§ Record extracts:
//! Swing calculation - turning a weapon + stats into an AttackResult

use crate::config::constants;
use crate::damage::resolve_damage_with_traits;
use crate::status::{
    apply_damage_modifiers, apply_vulnerability_modifier, get_stat_modifiers, is_immune,
    modified_stat, EffectKind, StatusCatalog,
};
use crate::unit::{Enemy, Player, UnitStats};
use gear_core::{DamageKind, EffectTarget, StatusType, SynergyBonus, Weapon, WeaponType};
use rand::Rng;
use serde::Serialize;
use std::fmt;

/// Weapon, wielder and synergy stats merged for one swing
#[derive(Debug, Clone, Copy, PartialEq, Serialize)]
pub struct EffectiveStats {
    pub attack: f64,
    pub magic: f64,
    pub speed: f64,
    pub crit_chance: f64,
    pub crit_damage: f64,
    pub status_power: f64,
}

impl EffectiveStats {
    /// Combine sources without touching any of them
    pub fn snapshot(weapon: &Weapon, stats: &UnitStats, synergy: &SynergyBonus) -> Self {
        let w = &weapon.stats;
        EffectiveStats {
            attack: modified_stat(stats.attack + w.attack, synergy.attack_percent),
            magic: modified_stat(stats.magic + w.magic, synergy.magic_percent),
            speed: modified_stat(stats.speed + w.speed, synergy.speed_percent),
            crit_chance: (w.crit_chance + synergy.crit_chance).max(0.0),
            crit_damage: (w.crit_damage + synergy.crit_damage).max(1.0),
            status_power: (stats.status_power + w.status_power + synergy.status_power).max(0.0),
        }
    }
}

/// Critical hit tier
#[derive(Debug, Clone, Copy, PartialEq, Eq, Hash, Serialize)]
#[serde(rename_all = "snake_case")]
pub enum CriticalTier {
    Normal,
    Critical,
    OverCritical,
    LimitBreak,
}

impl CriticalTier {
    /// Damage multiplier: crit damage raised to the tier's power
    pub fn multiplier(&self, crit_damage: f64) -> f64 {
        match self {
            CriticalTier::Normal => 1.0,
            CriticalTier::Critical => crit_damage,
            CriticalTier::OverCritical => crit_damage.powi(2),
            CriticalTier::LimitBreak => crit_damage.powi(3),
        }
    }

    pub fn is_critical(&self) -> bool {
        *self != CriticalTier::Normal
    }
}

impl fmt::Display for CriticalTier {
    fn fmt(&self, f: &mut fmt::Formatter<'_>) -> fmt::Result {
        match self {
            CriticalTier::Normal => write!(f, "Hit"),
            CriticalTier::Critical => write!(f, "Critical"),
            CriticalTier::OverCritical => write!(f, "Over-Critical"),
            CriticalTier::LimitBreak => write!(f, "Limit Break"),
        }
    }
}

/// A status effect that won its roll, waiting to be committed
#[derive(Debug, Clone, PartialEq, Serialize)]
pub struct StagedEffect {
    pub status: StatusType,
    pub stacks: u32,
    pub duration: u32,
    pub target: EffectTarget,
    pub power_scale: f64,
}

/// Outcome of one swing
#[derive(Debug, Clone, PartialEq, Serialize)]
pub struct AttackResult {
    /// Damage after every multiplier, before HP clamping
    pub damage: u32,
    pub is_critical: bool,
    pub critical_tier: CriticalTier,
    pub status_effects: Vec<StagedEffect>,
    pub resistance_applied: f64,
    pub penetration: f64,
    pub blocked: bool,
    /// HP the target actually lost
    pub actual_damage_inflicted: u32,
}

/// Diminishing-returns multiplier from status power
///
/// 1 + (sp/100 * scale) / (1 + sp/100 * damping)
pub fn status_power_multiplier(status_power: f64) -> f64 {
    let sp_constants = &constants().status_power;
    let x = status_power.max(0.0) / 100.0;
    1.0 + (x * sp_constants.scale) / (1.0 + x * sp_constants.damping)
}

/// Raw swing damage before crits and mitigation (never below 1)
pub fn base_damage(weapon_type: WeaponType, stats: &EffectiveStats) -> f64 {
    let damage = match weapon_type {
        WeaponType::Melee => stats.attack + stats.speed * 0.2,
        WeaponType::Ranged => stats.attack * 0.6 + stats.speed * 0.6,
        WeaponType::Magic => stats.magic * 1.1,
        WeaponType::Dot => stats.attack * 0.5 + stats.status_power * 0.5,
    };
    damage.max(1.0)
}

/// Roll the crit tier; each tier past the first only rolls after its predecessor lands
///
/// Chance above 100 feeds the over-critical roll, above 200 the limit-break roll.
pub fn roll_critical<R: Rng>(crit_chance: f64, rng: &mut R) -> CriticalTier {
    let mut tier = CriticalTier::Normal;
    for (threshold, next) in [
        (0.0, CriticalTier::Critical),
        (100.0, CriticalTier::OverCritical),
        (200.0, CriticalTier::LimitBreak),
    ] {
        let chance = (crit_chance - threshold).min(100.0);
        if chance <= 0.0 || rng.gen::<f64>() * 100.0 >= chance {
            break;
        }
        tier = next;
    }
    tier
}

/// Resolve one swing of `weapon` against `enemy`
///
/// Damage is applied to the enemy immediately. Status effects that win
/// their roll are returned in `status_effects` for the caller to commit.
pub fn attack<R: Rng>(
    catalog: &StatusCatalog,
    weapon: &Weapon,
    player: &Player,
    enemy: &mut Enemy,
    synergy: &SynergyBonus,
    rng: &mut R,
) -> AttackResult {
    // Step 1: Snapshot effective stats
    let stats = EffectiveStats::snapshot(weapon, &player.stats, synergy);

    // Step 2: Status power multiplier
    let spm = status_power_multiplier(stats.status_power);

    // Step 3: Base damage by weapon type
    let base = base_damage(weapon.weapon_type, &stats);

    // Step 4: Critical tier
    let critical_tier = roll_critical(stats.crit_chance, rng);
    let raw = base * critical_tier.multiplier(stats.crit_damage);

    // Step 5: Attacker status modifiers
    let kind = weapon.weapon_type.damage_kind();
    let raw = apply_damage_modifiers(catalog, &player.unit, raw, kind);

    // Step 6: Mitigation against the target
    let target_mods = get_stat_modifiers(catalog, &enemy.unit);
    let defense = match kind {
        DamageKind::Physical => modified_stat(enemy.stats.defense, target_mods.defense),
        DamageKind::Magical => modified_stat(enemy.stats.magic_defense, target_mods.magic_defense),
    };
    let penetration = (player.trait_penetration() + weapon.stats.penetration + synergy.penetration)
        .clamp(0.0, constants().mitigation.cap);
    let outcome = resolve_damage_with_traits(raw, defense, weapon.weapon_type, &enemy.traits, penetration);

    let damage = if outcome.blocked {
        0
    } else {
        apply_vulnerability_modifier(catalog, &enemy.unit, outcome.damage as f64) as u32
    };
    let actual_damage_inflicted = enemy.unit.take_damage(damage);

    // Step 7: Status rolls
    let mut status_effects = Vec::new();
    if !outcome.blocked {
        for effect in &weapon.effects {
            let Some(definition) = catalog.get(effect.status) else {
                tracing::warn!(status = effect.status.id(), "weapon effect has no catalog entry");
                continue;
            };
            let target = effect.target.unwrap_or(match definition.kind {
                EffectKind::Buff => EffectTarget::Wielder,
                EffectKind::Debuff => EffectTarget::Opponent,
            });
            let target_unit = match target {
                EffectTarget::Wielder => &player.unit,
                EffectTarget::Opponent => &enemy.unit,
            };
            if is_immune(target_unit, definition) {
                continue;
            }

            let chance = (effect.chance * spm).min(100.0);
            if rng.gen::<f64>() * 100.0 >= chance {
                continue;
            }

            status_effects.push(StagedEffect {
                status: effect.status,
                stacks: ((effect.stacks as f64 * spm).floor() as u32).max(1),
                duration: ((effect.duration as f64 * spm).floor() as u32).max(1),
                target,
                power_scale: spm,
            });
        }
    }

    AttackResult {
        damage,
        is_critical: critical_tier.is_critical(),
        critical_tier,
        status_effects,
        resistance_applied: outcome.resistance_applied,
        penetration,
        blocked: outcome.blocked,
        actual_damage_inflicted,
    }
}

#[cfg(test)]
mod tests {
    use super::*;
    use bestiary_core::{ActionPool, BaseStats, Traits};
    use gear_core::{WeaponEffect, WeaponStats};
    use rand::SeedableRng;
    use rand_chacha::ChaCha8Rng;

    fn setup() -> (StatusCatalog, Player, Enemy) {
        let player = Player::new(
            "Hero",
            1,
            100,
            UnitStats {
                attack: 50.0,
                magic: 40.0,
                speed: 10.0,
                ..Default::default()
            },
        );
        let enemy = Enemy::new("Dummy", 10_000, BaseStats::default(), Traits::default(), ActionPool::fallback());
        (StatusCatalog::builtin(), player, enemy)
    }

    fn sword() -> Weapon {
        Weapon::new("sword", "Sword", WeaponType::Melee)
    }

    #[test]
    fn test_status_power_multiplier() {
        assert!((status_power_multiplier(0.0) - 1.0).abs() < f64::EPSILON);
        // 1 + (1 * 0.005) / (1 + 0.8)
        assert!((status_power_multiplier(100.0) - (1.0 + 0.005 / 1.8)).abs() < 1e-12);
        assert!(status_power_multiplier(500.0) > status_power_multiplier(100.0));
    }

    #[test]
    fn test_base_damage_by_type() {
        let stats = EffectiveStats {
            attack: 100.0,
            magic: 50.0,
            speed: 20.0,
            crit_chance: 0.0,
            crit_damage: 1.5,
            status_power: 40.0,
        };
        assert!((base_damage(WeaponType::Melee, &stats) - 104.0).abs() < 1e-9);
        assert!((base_damage(WeaponType::Ranged, &stats) - 72.0).abs() < 1e-9);
        assert!((base_damage(WeaponType::Magic, &stats) - 55.0).abs() < 1e-9);
        assert!((base_damage(WeaponType::Dot, &stats) - 70.0).abs() < 1e-9);

        let zero = EffectiveStats { attack: 0.0, magic: 0.0, speed: 0.0, status_power: 0.0, ..stats };
        assert!((base_damage(WeaponType::Magic, &zero) - 1.0).abs() < f64::EPSILON);
    }

    #[test]
    fn test_snapshot_merges_synergy() {
        let (_, player, _) = setup();
        let weapon = sword().with_stats(WeaponStats {
            attack: 10.0,
            crit_chance: 5.0,
            ..Default::default()
        });
        let synergy = SynergyBonus {
            attack_percent: 10.0,
            crit_chance: 5.0,
            ..Default::default()
        };
        let stats = EffectiveStats::snapshot(&weapon, &player.stats, &synergy);
        assert!((stats.attack - 66.0).abs() < 1e-9);
        assert!((stats.crit_chance - 10.0).abs() < f64::EPSILON);
        assert!((player.stats.attack - 50.0).abs() < f64::EPSILON);
    }

    #[test]
    fn test_crit_tiers() {
        let mut rng = ChaCha8Rng::seed_from_u64(1);
        for _ in 0..50 {
            assert_eq!(roll_critical(0.0, &mut rng), CriticalTier::Normal);
            assert_eq!(roll_critical(100.0, &mut rng), CriticalTier::Critical);
            assert_eq!(roll_critical(200.0, &mut rng), CriticalTier::OverCritical);
            assert_eq!(roll_critical(300.0, &mut rng), CriticalTier::LimitBreak);
        }
        assert!((CriticalTier::LimitBreak.multiplier(2.0) - 8.0).abs() < f64::EPSILON);
    }

    #[test]
    fn test_attack_deals_damage() {
        let (catalog, player, mut enemy) = setup();
        let mut rng = ChaCha8Rng::seed_from_u64(3);
        let result = attack(&catalog, &sword(), &player, &mut enemy, &SynergyBonus::default(), &mut rng);
        // 50 attack + 10 speed * 0.2 against no defense
        assert_eq!(result.damage, 52);
        assert_eq!(result.actual_damage_inflicted, 52);
        assert_eq!(enemy.unit.current_hp, 10_000 - 52);
        assert!(!result.is_critical);
    }

    #[test]
    fn test_blocked_attack_rolls_no_effects() {
        let (catalog, player, mut enemy) = setup();
        enemy.traits.attack_immunities.insert(WeaponType::Melee);
        let weapon = sword().with_effect(WeaponEffect::new(StatusType::Poison, 100.0, 1, 3));
        let mut rng = ChaCha8Rng::seed_from_u64(3);
        let result = attack(&catalog, &weapon, &player, &mut enemy, &SynergyBonus::default(), &mut rng);
        assert!(result.blocked);
        assert_eq!(result.actual_damage_inflicted, 0);
        assert!(result.status_effects.is_empty());
    }

    #[test]
    fn test_effect_targets() {
        let (catalog, player, mut enemy) = setup();
        let weapon = sword()
            .with_effect(WeaponEffect::new(StatusType::Poison, 100.0, 2, 3))
            .with_effect(WeaponEffect::new(StatusType::AttackUp, 100.0, 1, 3))
            .with_effect(WeaponEffect::new(StatusType::Slow, 100.0, 1, 2).targeting(EffectTarget::Wielder));
        let mut rng = ChaCha8Rng::seed_from_u64(5);
        let result = attack(&catalog, &weapon, &player, &mut enemy, &SynergyBonus::default(), &mut rng);

        let targets: Vec<(StatusType, EffectTarget)> =
            result.status_effects.iter().map(|e| (e.status, e.target)).collect();
        assert_eq!(
            targets,
            vec![
                (StatusType::Poison, EffectTarget::Opponent),
                (StatusType::AttackUp, EffectTarget::Wielder),
                (StatusType::Slow, EffectTarget::Wielder),
            ]
        );
        assert_eq!(result.status_effects[0].stacks, 2);
        // effects are staged only
        assert!(enemy.unit.effects.is_empty());
    }

    #[test]
    fn test_immune_target_skips_effect() {
        let (catalog, player, mut enemy) = setup();
        enemy.unit.status_defense.immunities.insert(StatusType::Poison);
        let weapon = sword().with_effect(WeaponEffect::new(StatusType::Poison, 100.0, 1, 3));
        let mut rng = ChaCha8Rng::seed_from_u64(5);
        let result = attack(&catalog, &weapon, &player, &mut enemy, &SynergyBonus::default(), &mut rng);
        assert!(result.status_effects.is_empty());
    }

    #[test]
    fn test_zero_chance_never_stages() {
        let (catalog, player, mut enemy) = setup();
        let weapon = sword().with_effect(WeaponEffect::new(StatusType::Burn, 0.0, 1, 3));
        let mut rng = ChaCha8Rng::seed_from_u64(8);
        for _ in 0..20 {
            let result = attack(&catalog, &weapon, &player, &mut enemy, &SynergyBonus::default(), &mut rng);
            assert!(result.status_effects.is_empty());
        }
    }
}
//! Append-only combat log read by the presentation layer

use crate::unit::Side;
use bestiary_core::ActionCategory;
use serde::Serialize;
use std::fmt::Write;

/// What a log line is about
#[derive(Debug, Clone, Copy, PartialEq, Eq, Hash, Serialize)]
#[serde(rename_all = "snake_case")]
pub enum LogCategory {
    Turn,
    Damage,
    Critical,
    Status,
    Heal,
    Control,
    Action,
    System,
    Outcome,
}

#[derive(Debug, Clone, PartialEq, Serialize)]
pub struct CombatLogEntry {
    pub turn: u32,
    pub message: String,
    pub category: LogCategory,
    #[serde(skip_serializing_if = "Option::is_none")]
    pub actor: Option<Side>,
    #[serde(skip_serializing_if = "Option::is_none")]
    pub action: Option<ActionCategory>,
}

#[derive(Debug, Clone, Default, Serialize)]
#[serde(transparent)]
pub struct CombatLog {
    entries: Vec<CombatLogEntry>,
}

impl CombatLog {
    pub fn new() -> Self {
        Self::default()
    }

    pub fn push(
        &mut self,
        turn: u32,
        category: LogCategory,
        actor: Option<Side>,
        action: Option<ActionCategory>,
        message: impl Into<String>,
    ) {
        let message = message.into();
        tracing::debug!(turn, ?category, ?actor, "{}", message);
        self.entries.push(CombatLogEntry {
            turn,
            message,
            category,
            actor,
            action,
        });
    }

    pub fn entries(&self) -> &[CombatLogEntry] {
        &self.entries
    }

    pub fn len(&self) -> usize {
        self.entries.len()
    }

    pub fn is_empty(&self) -> bool {
        self.entries.is_empty()
    }

    pub fn last(&self) -> Option<&CombatLogEntry> {
        self.entries.last()
    }

    /// Entries recorded during one turn
    pub fn turn_entries(&self, turn: u32) -> impl Iterator<Item = &CombatLogEntry> {
        self.entries.iter().filter(move |e| e.turn == turn)
    }

    pub fn to_json(&self) -> Result<String, serde_json::Error> {
        serde_json::to_string_pretty(&self.entries)
    }

    /// Render as markdown, one section per turn
    pub fn to_markdown(&self) -> String {
        let mut md = String::new();
        md.push_str("# Combat Log\n");

        let mut current_turn = None;
        for entry in &self.entries {
            if current_turn != Some(entry.turn) {
                current_turn = Some(entry.turn);
                if entry.turn == 0 {
                    let _ = write!(md, "\n## Setup\n\n");
                } else {
                    let _ = write!(md, "\n## Turn {}\n\n", entry.turn);
                }
            }
            match entry.category {
                LogCategory::Turn => {}
                LogCategory::Outcome => {
                    let _ = writeln!(md, "**{}**", entry.message);
                }
                _ => {
                    let _ = writeln!(md, "- {}", entry.message);
                }
            }
        }
        md
    }
}

#[cfg(test)]
mod tests {
    use super::*;

    fn setup() -> CombatLog {
        let mut log = CombatLog::new();
        log.push(1, LogCategory::Turn, None, None, "--- Turn 1 ---");
        log.push(1, LogCategory::Damage, Some(Side::Player), None, "Hero hits Goblin for 12");
        log.push(
            2,
            LogCategory::Action,
            Some(Side::Enemy),
            Some(ActionCategory::Defend),
            "Goblin raises its guard",
        );
        log.push(2, LogCategory::Outcome, None, None, "Victory!");
        log
    }

    #[test]
    fn test_push_and_filter() {
        let log = setup();
        assert_eq!(log.len(), 4);
        assert_eq!(log.turn_entries(2).count(), 2);
        assert_eq!(log.last().unwrap().category, LogCategory::Outcome);
    }

    #[test]
    fn test_json_export() {
        let log = setup();
        let json = log.to_json().unwrap();
        let value: serde_json::Value = serde_json::from_str(&json).unwrap();
        assert_eq!(value.as_array().unwrap().len(), 4);
        assert_eq!(value[2]["action"], "defend");
        assert_eq!(value[2]["actor"], "enemy");
        assert!(value[0].get("actor").is_none());
    }

    #[test]
    fn test_markdown_export() {
        let md = setup().to_markdown();
        assert!(md.contains("## Turn 1"));
        assert!(md.contains("- Hero hits Goblin for 12"));
        assert!(md.contains("**Victory!**"));
        assert!(!md.contains("--- Turn 1 ---"));
    }
}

§ Action item:
Copy the entries above exactly, but only from the line holding "for effect in" through the line holding "let target_unit = match", both included.

§ Result:
        for effect in &weapon.effects {
            let Some(definition) = catalog.get(effect.status) else {
                tracing::warn!(status = effect.status.id(), "weapon effect has no catalog entry");
                continue;
            };
            let target = effect.target.unwrap_or(match definition.kind {
                EffectKind::Buff => EffectTarget::Wielder,
                EffectKind::Debuff => EffectTarget::Opponent,
            });
            let target_unit = match target {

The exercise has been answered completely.